-- EXCERPTED DATA --
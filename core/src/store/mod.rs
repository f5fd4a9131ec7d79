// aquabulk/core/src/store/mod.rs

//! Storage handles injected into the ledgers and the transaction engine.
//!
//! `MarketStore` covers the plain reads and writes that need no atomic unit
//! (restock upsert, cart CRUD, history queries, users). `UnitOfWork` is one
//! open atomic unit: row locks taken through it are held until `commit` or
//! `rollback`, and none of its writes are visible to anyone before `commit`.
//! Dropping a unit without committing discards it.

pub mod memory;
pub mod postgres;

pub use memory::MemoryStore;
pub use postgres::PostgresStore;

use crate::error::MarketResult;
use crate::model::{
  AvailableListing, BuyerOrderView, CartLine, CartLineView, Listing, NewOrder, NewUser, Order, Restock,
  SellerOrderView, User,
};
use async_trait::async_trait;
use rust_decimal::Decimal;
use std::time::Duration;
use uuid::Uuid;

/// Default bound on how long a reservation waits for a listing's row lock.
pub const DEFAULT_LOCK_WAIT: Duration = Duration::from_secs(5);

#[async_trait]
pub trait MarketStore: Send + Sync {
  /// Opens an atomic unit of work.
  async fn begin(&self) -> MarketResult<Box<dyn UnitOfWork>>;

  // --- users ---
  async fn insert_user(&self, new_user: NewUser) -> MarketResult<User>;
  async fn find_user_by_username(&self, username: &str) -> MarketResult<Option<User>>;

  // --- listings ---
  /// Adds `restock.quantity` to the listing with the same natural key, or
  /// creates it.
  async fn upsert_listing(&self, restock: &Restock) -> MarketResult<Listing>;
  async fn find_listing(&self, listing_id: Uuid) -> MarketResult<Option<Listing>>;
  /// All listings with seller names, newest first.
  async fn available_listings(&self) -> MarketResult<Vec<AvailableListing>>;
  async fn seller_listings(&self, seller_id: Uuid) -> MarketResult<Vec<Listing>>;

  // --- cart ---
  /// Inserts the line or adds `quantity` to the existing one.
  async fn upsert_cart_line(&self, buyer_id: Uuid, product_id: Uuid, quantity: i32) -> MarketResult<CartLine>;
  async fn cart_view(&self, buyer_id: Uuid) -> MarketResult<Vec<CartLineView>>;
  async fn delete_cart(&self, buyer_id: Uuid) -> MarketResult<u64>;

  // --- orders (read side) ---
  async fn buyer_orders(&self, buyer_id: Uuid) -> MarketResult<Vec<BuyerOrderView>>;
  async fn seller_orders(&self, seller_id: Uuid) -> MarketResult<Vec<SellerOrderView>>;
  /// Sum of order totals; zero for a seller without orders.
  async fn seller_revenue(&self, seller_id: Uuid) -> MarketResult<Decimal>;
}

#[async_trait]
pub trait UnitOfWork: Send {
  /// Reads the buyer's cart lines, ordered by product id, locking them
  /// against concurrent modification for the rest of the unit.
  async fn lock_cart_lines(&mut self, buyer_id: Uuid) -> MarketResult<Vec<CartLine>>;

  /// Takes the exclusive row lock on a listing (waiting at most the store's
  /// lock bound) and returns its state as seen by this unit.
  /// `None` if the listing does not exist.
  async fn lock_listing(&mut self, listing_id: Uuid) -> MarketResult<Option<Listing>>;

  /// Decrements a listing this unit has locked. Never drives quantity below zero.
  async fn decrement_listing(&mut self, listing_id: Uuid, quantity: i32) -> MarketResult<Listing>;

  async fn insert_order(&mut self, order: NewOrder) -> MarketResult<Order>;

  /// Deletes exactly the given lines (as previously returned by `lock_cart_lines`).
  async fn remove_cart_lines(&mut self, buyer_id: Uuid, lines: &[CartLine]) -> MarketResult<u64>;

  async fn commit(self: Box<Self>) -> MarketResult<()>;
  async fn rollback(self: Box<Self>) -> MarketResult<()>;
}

--

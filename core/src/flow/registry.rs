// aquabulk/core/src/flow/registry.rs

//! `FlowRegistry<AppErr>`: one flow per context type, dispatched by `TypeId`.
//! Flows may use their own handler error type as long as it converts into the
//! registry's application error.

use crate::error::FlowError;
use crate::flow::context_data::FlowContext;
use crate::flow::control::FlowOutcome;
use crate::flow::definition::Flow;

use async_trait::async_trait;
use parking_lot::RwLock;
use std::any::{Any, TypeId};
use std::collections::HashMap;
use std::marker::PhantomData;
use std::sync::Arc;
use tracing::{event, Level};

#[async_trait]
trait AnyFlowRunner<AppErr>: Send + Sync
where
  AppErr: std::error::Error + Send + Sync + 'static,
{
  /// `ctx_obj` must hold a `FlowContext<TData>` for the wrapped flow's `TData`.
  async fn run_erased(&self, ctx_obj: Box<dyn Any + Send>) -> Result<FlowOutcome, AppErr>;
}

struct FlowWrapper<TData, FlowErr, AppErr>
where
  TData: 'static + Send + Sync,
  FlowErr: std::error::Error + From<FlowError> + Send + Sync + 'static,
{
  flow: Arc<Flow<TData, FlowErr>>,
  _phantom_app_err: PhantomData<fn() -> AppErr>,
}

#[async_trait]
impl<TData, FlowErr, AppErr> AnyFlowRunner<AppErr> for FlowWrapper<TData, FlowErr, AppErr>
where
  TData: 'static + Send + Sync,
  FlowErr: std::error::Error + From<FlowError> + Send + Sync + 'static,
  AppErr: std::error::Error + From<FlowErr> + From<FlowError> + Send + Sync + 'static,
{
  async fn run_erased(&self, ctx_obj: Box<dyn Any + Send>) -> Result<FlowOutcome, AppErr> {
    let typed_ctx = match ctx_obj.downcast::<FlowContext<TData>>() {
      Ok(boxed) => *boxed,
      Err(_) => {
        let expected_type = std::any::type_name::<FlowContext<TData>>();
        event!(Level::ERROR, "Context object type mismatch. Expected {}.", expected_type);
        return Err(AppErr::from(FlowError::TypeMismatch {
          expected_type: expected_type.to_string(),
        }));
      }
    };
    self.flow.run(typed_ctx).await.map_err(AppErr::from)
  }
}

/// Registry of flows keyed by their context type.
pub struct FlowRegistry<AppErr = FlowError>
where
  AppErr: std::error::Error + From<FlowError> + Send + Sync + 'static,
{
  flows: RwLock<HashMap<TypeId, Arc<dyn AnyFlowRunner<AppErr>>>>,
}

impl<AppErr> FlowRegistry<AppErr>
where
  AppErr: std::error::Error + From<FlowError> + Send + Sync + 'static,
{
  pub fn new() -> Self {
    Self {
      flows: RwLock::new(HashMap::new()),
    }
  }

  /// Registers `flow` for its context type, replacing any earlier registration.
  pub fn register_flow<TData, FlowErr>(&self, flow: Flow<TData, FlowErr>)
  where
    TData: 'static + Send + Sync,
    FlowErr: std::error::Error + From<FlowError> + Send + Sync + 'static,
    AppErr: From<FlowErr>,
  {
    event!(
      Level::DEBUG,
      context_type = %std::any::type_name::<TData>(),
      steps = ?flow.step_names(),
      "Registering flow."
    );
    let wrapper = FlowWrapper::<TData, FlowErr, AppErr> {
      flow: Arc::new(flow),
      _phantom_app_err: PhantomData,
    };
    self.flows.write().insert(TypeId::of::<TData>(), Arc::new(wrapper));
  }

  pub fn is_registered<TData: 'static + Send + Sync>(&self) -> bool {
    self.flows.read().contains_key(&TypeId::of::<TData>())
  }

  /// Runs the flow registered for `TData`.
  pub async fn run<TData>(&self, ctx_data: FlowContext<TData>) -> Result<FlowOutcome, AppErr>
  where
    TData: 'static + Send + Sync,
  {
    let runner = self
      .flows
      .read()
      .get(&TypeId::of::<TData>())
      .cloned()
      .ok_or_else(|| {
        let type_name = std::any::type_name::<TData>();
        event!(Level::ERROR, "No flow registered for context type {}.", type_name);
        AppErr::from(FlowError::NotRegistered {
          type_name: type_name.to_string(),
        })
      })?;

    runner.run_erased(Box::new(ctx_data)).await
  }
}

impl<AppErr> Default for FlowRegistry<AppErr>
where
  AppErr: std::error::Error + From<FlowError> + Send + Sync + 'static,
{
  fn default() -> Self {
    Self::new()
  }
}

-- TO DO --
Find the number of lines in the material above that contain the word "long"; write that number and nothing else.

-- ANSWER BELOW --
2